The Longest Yard: otro filme del bestiario

En este filme lo grotesco llega a ser de mal gusto

Adam Sandler en una escena del partido de futbol americano en The Longest Yard.
Santo Domingo. En la historia del cine el uso de lo grotesco ha sido recurrente. Grandes directores como el español Luis Buñuel, el italiano Federico Fellini y el alemán Werner Herzog utilizaron lo grotesco como forma de expresión; famosos fueron los lisiados del primero, las gordas prostitutas del segundo y los malvados enanos del tercero, en películas que marcaron hitos de la historia del cine.

Mas cercano en el tiempo, el español Alex de la Iglesia ha continuado esa vertiente, produciendo delirantes filmes en los cuales resalta una fea y agresiva humanidad.
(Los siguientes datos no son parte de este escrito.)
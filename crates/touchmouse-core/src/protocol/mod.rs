//! Protocol module containing the text wire codec.

pub mod codec;

pub use codec::{encode_action, WireMessage, CLICK_MESSAGE, MOUSE_PREFIX};
//! Infrastructure layer for the relay.
//!
//! Contains OS-facing adapters: the UDP socket, touch input sources, and
//! file-system storage for the configuration.
//!
//! **Dependency rule**: this layer may depend on `application` and
//! `touchmouse_core`, but MUST NOT be imported by the `application` or domain
//! layers.
//!
//! # Sub-modules
//!
//! - **`input_source`** – Turns platform touch events (pixel coordinates,
//!   begin/move/end/cancel) into core `TouchSample`s and feeds the queue.
//!
//! - **`network`** – The connected UDP socket that implements
//!   `DatagramSender`.
//!
//! - **`storage`** – Reads the TOML configuration file.

pub mod input_source;
pub mod network;
pub mod storage;
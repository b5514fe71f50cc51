//! Domain entities for TouchMouse.
//!
//! This module contains pure business logic with no infrastructure dependencies.
//!
//! # What is "domain" in Clean Architecture? (for beginners)
//!
//! The innermost layer of the application is called the **domain**.  Domain
//! code holds the core rules of the system, imports nothing from OS APIs or
//! network libraries, and can be tested on any platform without setup.
//!
//! Here the core rule is how a stream of touch samples becomes clicks and
//! pointer deltas.  The dispatcher (application layer) and the UDP socket
//! (infrastructure layer) depend on it, never the other way round.

/// Tap-vs-drag gesture classification.
///
/// See [`gesture::GestureClassifier`] for the main type.
pub mod gesture;
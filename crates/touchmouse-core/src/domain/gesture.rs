//! Tap-vs-drag gesture classification.
//!
//! A [`GestureClassifier`] consumes [`TouchSample`]s one at a time and turns
//! each into zero or one [`Action`]:
//!
//! - **Begin** arms the classifier: the anchor is reset to the touch position
//!   and the press time is recorded.  Nothing is emitted.
//! - **Move** emits the scaled delta from the anchor to the new position and
//!   advances the anchor.
//! - **End** emits a [`Action::Click`] if the press was shorter than the tap
//!   threshold.  Otherwise the release counts as one last move.
//!
//! # Why relative deltas? (for beginners)
//!
//! The remote machine does not know the size of the touch surface, so absolute
//! coordinates are meaningless to it.  Sending "move by (dx, dy)" behaves like
//! a laptop touchpad: lifting the finger and putting it down somewhere else
//! does not make the remote cursor jump.
//!
//! # Time
//!
//! [`GestureClassifier::classify`] takes the current [`Instant`] as a
//! parameter rather than reading the clock itself.  The dispatcher passes
//! `Instant::now()`; tests pass synthetic instants so that "the finger was
//! held for 1.5 seconds" does not require sleeping for 1.5 seconds.

use std::time::{Duration, Instant};

use tracing::trace;

/// Presses shorter than this are reported as a click.
pub const DEFAULT_TAP_THRESHOLD: Duration = Duration::from_secs(1);

/// Integer scale applied to both axes of every delta.
pub const DEFAULT_VELOCITY_FACTOR: i32 = 4;

/// The phase of a touch sample within a gesture.
///
/// Platform "cancel" events have no phase of their own; the input side maps
/// them to [`TouchPhase::End`] before they reach the classifier.
#[derive(Debug, Clone, Copy, PartialEq, Eq, Hash)]
pub enum TouchPhase {
    /// The finger touched the surface.
    Begin,
    /// The finger moved while touching the surface.
    Move,
    /// The finger left the surface.
    End,
}

/// One touch sample in surface-local logical points.
#[derive(Debug, Clone, Copy, PartialEq, Eq)]
pub struct TouchSample {
    pub x: i32,
    pub y: i32,
    pub phase: TouchPhase,
}

impl TouchSample {
    /// Creates a sample with an explicit phase.
    pub const fn new(x: i32, y: i32, phase: TouchPhase) -> Self {
        Self { x, y, phase }
    }

    /// Shorthand for a [`TouchPhase::Begin`] sample.
    pub const fn begin(x: i32, y: i32) -> Self {
        Self::new(x, y, TouchPhase::Begin)
    }

    /// Shorthand for a [`TouchPhase::Move`] sample.
    pub const fn moved(x: i32, y: i32) -> Self {
        Self::new(x, y, TouchPhase::Move)
    }

    /// Shorthand for a [`TouchPhase::End`] sample.
    pub const fn end(x: i32, y: i32) -> Self {
        Self::new(x, y, TouchPhase::End)
    }
}

/// What the remote side should do in response to a sample.
#[derive(Debug, Clone, Copy, PartialEq, Eq)]
pub enum Action {
    /// Press and release the primary button.
    Click,
    /// Move the pointer by a relative, already-scaled amount.
    Move { dx: i32, dy: i32 },
}

/// Tunables for [`GestureClassifier`].
#[derive(Debug, Clone, Copy, PartialEq, Eq)]
pub struct GestureConfig {
    /// A Begin→End pair strictly shorter than this is a tap.
    pub tap_threshold: Duration,
    /// Multiplier applied to both axes of every delta.
    pub velocity_factor: i32,
    /// When `true`, Move/End samples with no active gesture emit nothing
    /// instead of producing a delta against the stale anchor.
    pub strict_phases: bool,
}

impl Default for GestureConfig {
    fn default() -> Self {
        Self {
            tap_threshold: DEFAULT_TAP_THRESHOLD,
            velocity_factor: DEFAULT_VELOCITY_FACTOR,
            strict_phases: false,
        }
    }
}

/// The classifier's mutable state.
///
/// Only [`GestureClassifier`] can change it; everyone else gets a read-only
/// view through [`GestureClassifier::state`].
#[derive(Debug, Clone, Copy, PartialEq, Eq, Default)]
pub struct GestureState {
    anchor_x: i32,
    anchor_y: i32,
    /// `Some` exactly while a gesture is active.
    began_at: Option<Instant>,
}

impl GestureState {
    /// The baseline for the next delta.
    pub fn anchor(&self) -> (i32, i32) {
        (self.anchor_x, self.anchor_y)
    }

    /// Whether a Begin has been seen without its matching End.
    pub fn is_active(&self) -> bool {
        self.began_at.is_some()
    }

    /// When the active gesture began, if there is one.
    pub fn began_at(&self) -> Option<Instant> {
        self.began_at
    }
}

/// Stateful tap-vs-drag classifier.
///
/// Owned by exactly one dispatcher; `classify` takes `&mut self`, so the
/// borrow checker enforces the single-writer rule.
#[derive(Debug, Clone)]
pub struct GestureClassifier {
    config: GestureConfig,
    state: GestureState,
}

impl GestureClassifier {
    /// Creates an idle classifier with its anchor at the origin.
    pub fn new(config: GestureConfig) -> Self {
        Self {
            config,
            state: GestureState::default(),
        }
    }

    pub fn config(&self) -> &GestureConfig {
        &self.config
    }

    pub fn state(&self) -> &GestureState {
        &self.state
    }

    /// Classifies one sample observed at `now`.
    ///
    /// Returns `None` for Begin samples (and, in strict mode, for Move/End
    /// samples outside a gesture).
    pub fn classify(&mut self, sample: TouchSample, now: Instant) -> Option<Action> {
        match sample.phase {
            TouchPhase::Begin => {
                self.state.anchor_x = sample.x;
                self.state.anchor_y = sample.y;
                self.state.began_at = Some(now);
                trace!(x = sample.x, y = sample.y, "gesture began");
                None
            }
            TouchPhase::End => match self.state.began_at.take() {
                Some(began) if now.saturating_duration_since(began) < self.config.tap_threshold => {
                    trace!("gesture ended as tap");
                    Some(Action::Click)
                }
                Some(_) => {
                    trace!("gesture ended as drag");
                    Some(self.track(sample))
                }
                None => self.untracked(sample),
            },
            TouchPhase::Move => {
                if self.state.is_active() {
                    Some(self.track(sample))
                } else {
                    self.untracked(sample)
                }
            }
        }
    }

    /// Convenience wrapper around [`classify`](Self::classify) using the
    /// current time.
    pub fn classify_now(&mut self, sample: TouchSample) -> Option<Action> {
        self.classify(sample, Instant::now())
    }

    /// Handles a Move/End that arrived with no active gesture.
    fn untracked(&mut self, sample: TouchSample) -> Option<Action> {
        if self.config.strict_phases {
            trace!(phase = ?sample.phase, "no active gesture; sample suppressed");
            return None;
        }
        Some(self.track(sample))
    }

    /// Emits the scaled delta from the anchor and advances the anchor.
    fn track(&mut self, sample: TouchSample) -> Action {
        let factor = self.config.velocity_factor;
        let dx = sample.x.saturating_sub(self.state.anchor_x).saturating_mul(factor);
        let dy = sample.y.saturating_sub(self.state.anchor_y).saturating_mul(factor);
        self.state.anchor_x = sample.x;
        self.state.anchor_y = sample.y;
        Action::Move { dx, dy }
    }
}

impl Default for GestureClassifier {
    fn default() -> Self {
        Self::new(GestureConfig::default())
    }
}

// ── Tests ─────────────────────────────────────────────────────────────────────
El humor ligado a lo grotesco resulta una combinación que bien manejada puede resultar explosiva. Es el caso de esta producción de bajo perfil y escasa profundidad, pero efectiva al momento de sacarle carcajadas a los espectadores a punta de personajes que parecen sacados de una enciclopedia médica decimonónica.

Con un argumento proveniente de un filme anterior, se estructura un relato épico deportivo en un entorno carcelario. El centro de la historia es Paul 'Wrecking' Crewe (Adam Sandler), un ex jugador de fútbol americano caído en desgracia que llega a una cárcel donde deberá hacer uso de sus conocimientos deportivos para sobrevivir . Presionado por el alcaide del penal, debe entrenar a un equipo de convictos que enfrentará a los guardias del recinto en un partido de extrema violencia.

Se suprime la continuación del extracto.